Conati d’oro massiccio
Interno – Alba – Negazione
Ero una capra in matematica, me la cavavo con una sufficienza scarsa. Mi appello allora a un possibile errore di calcolo: quanti giorni devono passare dopo il ventottesimo per realizzare di essere incinta? Il quindicesimo giorno dopo l’ovulazione più i giorni di ritardo? Non mi vengono le mestruazioni da due mesi. Forse dovrei lasciar perdere i calcoli e andare a fare un raschiamento.
No, non a me. Questo non può succedere proprio a me. Sono sempre disgrazie che toccano alle altre, io sono inviolabile, io ho fatto un patto con qualche divinità pagana dal nome impronunciabile quando ero adolescente: niente figli. Mai. Il patto però era fallace: prevedeva solo la mia pretesa spocchiosa senza offrire niente in cambio, non so, un fioretto – niente figli e in cambio non mangerò più pizza, oppure niente figli e mai più sesso anale – e invece no. Forse è per questo motivo che Dio, o chi per lui, mi punisce. Eppure dicono che ce l’abbia a morte col sesso anale, vai a capire perché.
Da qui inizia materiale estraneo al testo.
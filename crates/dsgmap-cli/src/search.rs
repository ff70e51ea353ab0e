//! `search` command handlers.

use clap::Subcommand;
use dsgmap_core::{is_valid_zip_code, AppConfig, Coordinates, DisplayStore, SearchState};
use dsgmap_locator::{web_fallback_url, FixedLocation, StoreLocatorClient, StoreSearch};

const NO_STORES_MESSAGE: &str = "We are unable to find stores within the search radius.";

#[derive(Debug, Subcommand)]
pub enum SearchCommands {
    /// Search near a 5-digit ZIP code
    Zip {
        /// ZIP code, e.g. 15108
        zip: String,
    },
    /// Search near the current location (flags, or DSGMAP_LATITUDE/DSGMAP_LONGITUDE)
    Near {
        #[arg(long, allow_negative_numbers = true, requires = "lng")]
        lat: Option<f64>,

        #[arg(long, allow_negative_numbers = true, requires = "lat")]
        lng: Option<f64>,
    },
}

/// Runs one search to completion and prints the outcome.
///
/// # Errors
///
/// Returns an error for an invalid ZIP or coordinates, a client that cannot
/// be built, or a search that ends in the error state.
pub(crate) async fn run_search(command: SearchCommands, config: &AppConfig) -> anyhow::Result<()> {
    let client = StoreLocatorClient::from_config(config)?;

    let state = match command {
        SearchCommands::Zip { zip } => {
            let zip = zip.trim();
            if !is_valid_zip_code(zip) {
                anyhow::bail!("'{zip}' is not a valid 5-digit ZIP code");
            }
            let search = StoreSearch::new(client, FixedLocation::new(config.device_location));
            tracing::info!(zip, "searching stores by ZIP code");
            search.search_by_zip_code(zip).await;
            search.state()
        }
        SearchCommands::Near { lat, lng } => {
            let fix = match (lat, lng) {
                (Some(lat), Some(lng)) => {
                    Some(Coordinates::new(lat, lng).map_err(anyhow::Error::msg)?)
                }
                _ => config.device_location,
            };
            let search = StoreSearch::new(client, FixedLocation::new(fix));
            if !search.has_location_permission() {
                tracing::warn!(
                    "no location available; pass --lat/--lng or set DSGMAP_LATITUDE/DSGMAP_LONGITUDE"
                );
            }
            tracing::info!("searching stores near current location");
            search.search_by_current_location().await;
            search.state()
        }
    };

    match state {
        SearchState::Success(stores) => {
            println!("Stores Near You");
            for (index, store) in stores.iter().enumerate() {
                println!("{}", render_store(index + 1, store));
            }
            Ok(())
        }
        SearchState::Empty => {
            println!("{NO_STORES_MESSAGE}");
            Ok(())
        }
        SearchState::Error(message) => anyhow::bail!(message),
        SearchState::Initial | SearchState::Loading => {
            anyhow::bail!("search did not complete")
        }
    }
}

/// Listing entry: name and distance, location, address, map link.
fn render_store(position: usize, store: &DisplayStore) -> String {
    format!(
        "{position}. {name} ({distance:.1} miles)\n   {location}\n   {address}\n   {map}",
        name = store.name,
        distance = store.distance,
        location = store.location,
        address = store.address,
        map = web_fallback_url(store.coordinates()),
    )
}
Resto distesa supina nel letto, la finestra appena alla mia destra si apre su una fetta di cielo che sa di polvere. Mi rendo conto che è primavera perché nell’aria volteggiano sfere di polline. Da quanto tempo sono in questa stanza? Mi accarezzo la pelle morbida intorno all’ombelico: se qui dentro c’è qualcosa mi ammazzo. Lo giuro, mi butto di sotto, mi lancio sotto un treno, mi avveleno con il topicida – no, morte orrenda, sconsiglio – mi gaso con lo scarico dell’auto, mi sparo un colpo di pistola in fronte. Dove potrei procurarmene una? Ora che ci penso: nella vecchia baracca di nonno Gaetano dovrebbe esserci ancora il suo famoso fucile che lo aveva preso dritto dritto ai coglioni. Da quanto non metto più piede in quel tugurio? Magari, tra i sorci e i mobili marci, ci ritrovo pure la sua palla esplosa.
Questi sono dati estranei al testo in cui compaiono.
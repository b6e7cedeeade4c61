/// Format a playback position in seconds as `MM:SS`.
///
/// Minutes are not wrapped into hours, so an hour reads `60:00`.
pub fn format_progress(seconds: f64) -> String {
    if !seconds.is_finite() || seconds <= 0.0 {
        return "00:00".to_string();
    }
    let minutes = (seconds / 60.0).floor() as u64;
    let secs = (seconds % 60.0).floor() as u64;
    format!("{minutes:02}:{secs:02}")
}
Comunque non mi spaventa la morte. Quello che mi spaventa è il lento immaginare che dentro di me spunti qualcosa che non mi appartiene.
Avresti potuto tenere le cosce chiuse, direbbe qualcuno. Ma chi cazzo è che tiene le cosce chiuse? Prometto a una divinità qualsiasi, quella che ha le orecchie più buone: “Fa’ che io non sia incinta, ti giuro che se mi fai questa grazia vivrò la mia vita come fosse un capolavoro, smetterò di mangiare cioccolata e andrò a messa tutte le domeniche, chiamerò mia madre ogni giorno, sarò una persona migliore”. All’ultimo secondo aggiungo: “e smetterò di masturbarmi pensando a don Carmine, quello che mi ha fatto la cresima”.
Dovrei comprare un test di gravidanza. Sento un rivolo rovente risalire le pareti della trachea. Abortisco un conato. Sarebbe bello abortire anche il resto così facilmente. Afferro il cellulare, digito su Google: “come capire di essere incinta senza test”. Dopo cinque minuti, e tre o quattro articoli che sembrano più oracoli o ricette di almanacchi di Frate Indovino, reprimo un altro conato.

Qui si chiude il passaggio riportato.